Acqua, dove ti nascondi?

Sotto esame tre sorgenti per dare un acquedotto a Gangchen

Peace Times 16

Il trasporto dell’acqua a Gangchen con camioncini e secchi

Il fiume di Serung

Il «Progetto Villaggio di Gangchen» considera la fornitura di acqua al monastero, al villaggio e all’area circostante come priorità assoluta per l’anno 2000. E così, durante il nostro viaggio in Tibet, non abbiamo mai perso di vista l’obiettivo di trovare la sorgente più giusta per portare acqua in quella zona arida del Paese delle Nevi Eterne.

Durante il secondo giorno di soggiorno in Tibet abbiamo compiuto sopralluoghi alle tre sorgenti d’acqua più vicine a Gangchen. Dapprima, abbiamo viaggiato verso ovest, vedendo lentamente scomparire il villaggio dietro una spettacolare catena di montagne, fino ad approdare a Ten, a dieci chilometri di distanza. Da lì abbiamo seguito a piedi il letto di un piccolo fiume che ha origine da due diverse sorgenti. Dagli abitanti della zona abbiamo appreso che una delle due sorgenti è spesso gelata d’inverno e secca d’estate.
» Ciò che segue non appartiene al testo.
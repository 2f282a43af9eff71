//! Capture-chess engine with piece-record board representation.
//!
//! This crate provides:
//! - [`Position`] - piece records per side, immutable value semantics
//! - [`generate_moves`] - per-piece movement-rule move generation
//! - [`apply_move`] - move application with capture by displacement
//! - [`evaluate`] - material-only evaluation
//!
//! The rules are deliberately minimal: a game ends when a king is
//! captured, and there is no check detection, castling, en passant,
//! promotion, or draw handling. Callers own board setup and turn
//! sequencing.
//!
//! # Example
//!
//! ```
//! use skirmish_core::Color;
//! use skirmish_engine::{apply_move, generate_moves, Position};
//!
//! let position = Position::standard();
//! let moves = generate_moves(&position, Color::White);
//! assert_eq!(moves.len(), 20);
//!
//! let next = apply_move(&position, moves[0]).unwrap();
//! assert_eq!(next.piece_count(), 32);
//! ```

mod error;
mod eval;
mod movegen;
mod position;

pub use error::MoveError;
pub use eval::evaluate;
pub use movegen::generate_moves;
pub use position::{apply_move, PlacedPiece, Position};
E abbiamo constatato che canalizzare l’acqua dell’altra sorgente, sebbene ci sia stato assicurato che offre acqua tutto l’anno, comporterebbe l’immenso onere di costruire un acquedotto lungo 10 chilometri attraverso il terreno duro e roccioso delle alte montagne che separano il villaggio di Ten da quello di Gangchen.

Seconda tappa del nostro viaggio alla ricerca dell’acqua è stata Senrung, a est di Gangchen: il piccolo fiume locale, così come quello di Ten, trae origine da due diverse sorgenti. Nonostante le condizioni climatiche miti del mese di giugno, una delle sorgenti ci è apparsa quasi completamente secca e non abbiamo potuto fare a meno di notare che l'altra è dislocata in un punto del territorio più basso rispetto a Gangchen: quindi, per trasportare l’acqua da lì, si renderebbe assolutamente indispensabile una pompa e si dovrebbe trovare una soluzione alla mancanza di un generatore di energia.
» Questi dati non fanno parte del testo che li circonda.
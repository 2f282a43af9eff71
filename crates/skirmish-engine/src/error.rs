//! Engine error types.

use skirmish_core::{Piece, Square};
use thiserror::Error;

/// Errors that can occur when applying a move to a position.
#[derive(Debug, Clone, Error, PartialEq, Eq)]
pub enum MoveError {
    /// Neither side fields the moving piece type on the move's origin
    /// square. The position the move was applied to is left untouched.
    #[error("no {piece} at origin {square}")]
    InvalidOrigin {
        /// The piece type the move claimed to relocate.
        piece: Piece,
        /// The origin square no piece was found on.
        square: Square,
    },
}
La terza sorgente di acqua è situata a Bangkor, che dista appena 2500 metri da Gangchen. Secondo un recente studio governativo, tra le tre sorgenti della zona è questa quella più facilmente utilizzabile. Tenendo conto del numero di persone che vivono nel monastero e nel villaggio di Gangchen, il governo locale s’è detto disponibile a sostenere l’idea di realizzare un acquedotto che parta da Bangkor e approdi sulla collina alle spalle del monastero di Gangchen e ha suggerito l’istallazione di due serbatoi d’acqua: uno sulla collina, esattamente alle spalle del monastero, l’altra a ridosso del villaggio; i due serbatoi dovrebbero poi essere collegati a 7 condutture con rubinetti, 4 nel monastero e 3 nel villaggio. Il governo locale ha già anche donato al monastero 2500 metri di tubature di metallo, ma ha dichiarato di non essere in grado di finanziarne l’istallazione né l’acquisto dei serbatoi, delle condutture dotate di rubinetti.
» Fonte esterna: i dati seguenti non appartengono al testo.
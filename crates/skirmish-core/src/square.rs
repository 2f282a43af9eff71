//! Board square representation.

use std::fmt;

/// A square on the 8x8 board, indexed 0-63.
///
/// Squares use little-endian rank-file mapping: a1 = 0, b1 = 1, ...,
/// h1 = 7, a2 = 8, ..., h8 = 63. File and rank are both 0-7, with file 0
/// being the a-file and rank 0 being White's back rank.
#[derive(Clone, Copy, PartialEq, Eq, Hash, PartialOrd, Ord)]
pub struct Square(u8);

impl Square {
    /// Creates a square from index (0-63).
    #[inline]
    pub const fn from_index(index: u8) -> Option<Self> {
        if index < 64 {
            Some(Square(index))
        } else {
            None
        }
    }

    /// Creates a square from file and rank coordinates (0-7 each).
    #[inline]
    pub const fn from_coords(file: u8, rank: u8) -> Option<Self> {
        if file < 8 && rank < 8 {
            Some(Square(rank * 8 + file))
        } else {
            None
        }
    }

    /// Parses a square from algebraic notation (e.g., "e4").
    pub const fn from_algebraic(s: &str) -> Option<Self> {
        let bytes = s.as_bytes();
        if bytes.len() != 2 {
            return None;
        }
        let file = bytes[0].wrapping_sub(b'a');
        let rank = bytes[1].wrapping_sub(b'1');
        Self::from_coords(file, rank)
    }

    /// Returns the index (0-63).
    #[inline]
    pub const fn index(self) -> u8 {
        self.0
    }

    /// Returns the file (column) of this square, 0-7.
    #[inline]
    pub const fn file(self) -> u8 {
        self.0 % 8
    }

    /// Returns the rank (row) of this square, 0-7.
    #[inline]
    pub const fn rank(self) -> u8 {
        self.0 / 8
    }

    /// Returns the square offset by the given file and rank deltas, or
    /// `None` if the step leaves the board.
    #[inline]
    pub const fn offset(self, file_delta: i8, rank_delta: i8) -> Option<Self> {
        let file = self.file() as i8 + file_delta;
        let rank = self.rank() as i8 + rank_delta;
        if file < 0 || file > 7 || rank < 0 || rank > 7 {
            return None;
        }
        Some(Square(rank as u8 * 8 + file as u8))
    }

    /// Returns the algebraic notation for this square.
    pub fn to_algebraic(self) -> String {
        format!(
            "{}{}",
            (b'a' + self.file()) as char,
            (b'1' + self.rank()) as char
        )
    }
}

impl fmt::Debug for Square {
    fn fmt(&self, f: &mut fmt::Formatter<'_>) -> fmt::Result {
        write!(f, "Square({})", self.to_algebraic())
    }
}

impl fmt::Display for Square {
    fn fmt(&self, f: &mut fmt::Formatter<'_>) -> fmt::Result {
        write!(f, "{}", self.to_algebraic())
    }
}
Nel «Progetto Villaggio di Gangchen» si sottolinea anche la necessità di creare una riserva d’acqua per l’irrigazione dei campi e l’abbeveramento degli animali: solo rendendo fertile la zona si può infatti pensare di migliorare davvero la qualità della vita della gente. Fino a che non sarà compiuta una perizia topografica professionale con accertamenti dettagliati sul luogo (che dovrebbe avvenire quest’estate ad opera della Jack Stern y Cia. Ltda, compagnia specializzata nella progettazione e costruzione di sistemi per il trasporto dell’acqua e per l’irrigazione) è difficile stabilire quali delle tre fonti d’acqua abbia veramente la potenzialità di soddisfare il fabbisogno del Villaggio di Gangchen e dell’area circostante.

Abituati fin dalla nascita alla comodità di utilizzare l’acqua senza alcuna limitazione, per noi è stata un’esperienza incredibile andare alla ricerca dell’acqua. La percezione reale di quante persone sono costrette a vivere senza mai poter aver accesso all’acqua potabile ci ha portato una nuova e maggiore comprensione del valore dell’elemento acqua, così chiaro e limpido nella sua forma originaria, un prezioso ed eccezionale regalo della natura.